16/9/79
Claudia
querida:
Todavía
estoy temblando. Acabo de recibir carta de Raúl Correa. No entiendo nada. Te
juro que aparte de nuestro trabajo jamás intercambiamos palabra. Es más: me asustaba
su mutismo. Y ahora esta carta. Lo primero al recibirla fue el alivio enorme de
saber que este no era otro abandono engrosando mi historia ya pródiga en ellos.

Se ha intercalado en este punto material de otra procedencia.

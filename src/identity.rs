// Copyright 2026 The OpenEBS Authors
//
// Licensed under the Apache License, Version 2.0 (the "License");
// you may not use this file except in compliance with the License.
// You may obtain a copy of the License at
//
//     http://www.apache.org/licenses/LICENSE-2.0
//
// Unless required by applicable law or agreed to in writing, software
// distributed under the License is distributed on an "AS IS" BASIS,
// WITHOUT WARRANTIES OR CONDITIONS OF ANY KIND, either express or implied.
// See the License for the specific language governing permissions and
// limitations under the License.

use crate::build;
use crate::csi::{self, GetPluginCapabilitiesResponse, GetPluginInfoResponse, PluginCapability, ProbeResponse};
use crate::error::Result;
use async_trait::async_trait;
use std::collections::BTreeMap;

/// Plugin identity, answered by every role.
pub struct IdentityService {
    name: String,
    controller: bool,
}

impl IdentityService {
    pub fn new(name: impl Into<String>, controller: bool) -> Self {
        Self {
            name: name.into(),
            controller,
        }
    }
}

pub fn vendor_version() -> String {
    format!("{}-{}", build::PKG_VERSION, build::SHORT_COMMIT)
}

#[async_trait]
impl csi::Identity for IdentityService {
    async fn get_plugin_info(&self) -> Result<GetPluginInfoResponse> {
        Ok(GetPluginInfoResponse {
            name: self.name.clone(),
            vendor_version: vendor_version(),
            manifest: BTreeMap::from([
                ("branch".to_owned(), build::BRANCH.to_owned()),
                ("buildTime".to_owned(), build::BUILD_TIME.to_owned()),
            ]),
        })
    }

    async fn probe(&self) -> Result<ProbeResponse> {
        Ok(ProbeResponse { ready: true })
    }

    async fn get_plugin_capabilities(&self) -> Result<GetPluginCapabilitiesResponse> {
        let mut capabilities = Vec::new();
        if self.controller {
            capabilities.push(PluginCapability::ControllerService);
        }
        capabilities.push(PluginCapability::OnlineVolumeExpansion);
        Ok(GetPluginCapabilitiesResponse { capabilities })
    }
}

#[cfg(test)]
#[allow(clippy::unwrap_used, clippy::expect_used)]
mod tests {
    use super::*;
    use crate::csi::Identity;

    #[tokio::test]
    async fn test_node_only_plugin_has_no_controller_capability() {
        let identity = IdentityService::new("cstor.csi.openebs.io", false);
        let caps = identity.get_plugin_capabilities().await.unwrap().capabilities;
        assert_eq!(caps, vec![PluginCapability::OnlineVolumeExpansion]);

        let info = identity.get_plugin_info().await.unwrap();
        assert_eq!(info.name, "cstor.csi.openebs.io");
        assert!(info.vendor_version.starts_with(env!("CARGO_PKG_VERSION")));
    }
}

Primero me tranquilizó y luego me inquietó. No entiendo el mensaje. Te
adjuntaré una copia de la carta para que me digas si estoy loca.
Interrumpí
un minuto estas líneas para fijarme en la fecha en que escribió la carta: 9 de
setiembre. Inmediatamente busqué el único cuento que logré hacer desde que se
fue: 9 de setiembre. Me corrió frío, Sobre todo por lo extraño que me resultó
escribirlo. No sé si te conté que los fines de semana trabajo para una
inmobiliaria (Edgardo me hizo el contacto). Me quedo durante horas esperando la
llegada de presuntos compradores a los que debo mostrarles la vivienda.
El
9 me tocó una hermosa casa con pileta en Olivos. Allí fui con mi libreta para
anotar los datos de los visitantes y un kilo de manzanas, con el firme
propósito de iniciar mi dieta. Engordé como cinco kilos. Es que como sin parar.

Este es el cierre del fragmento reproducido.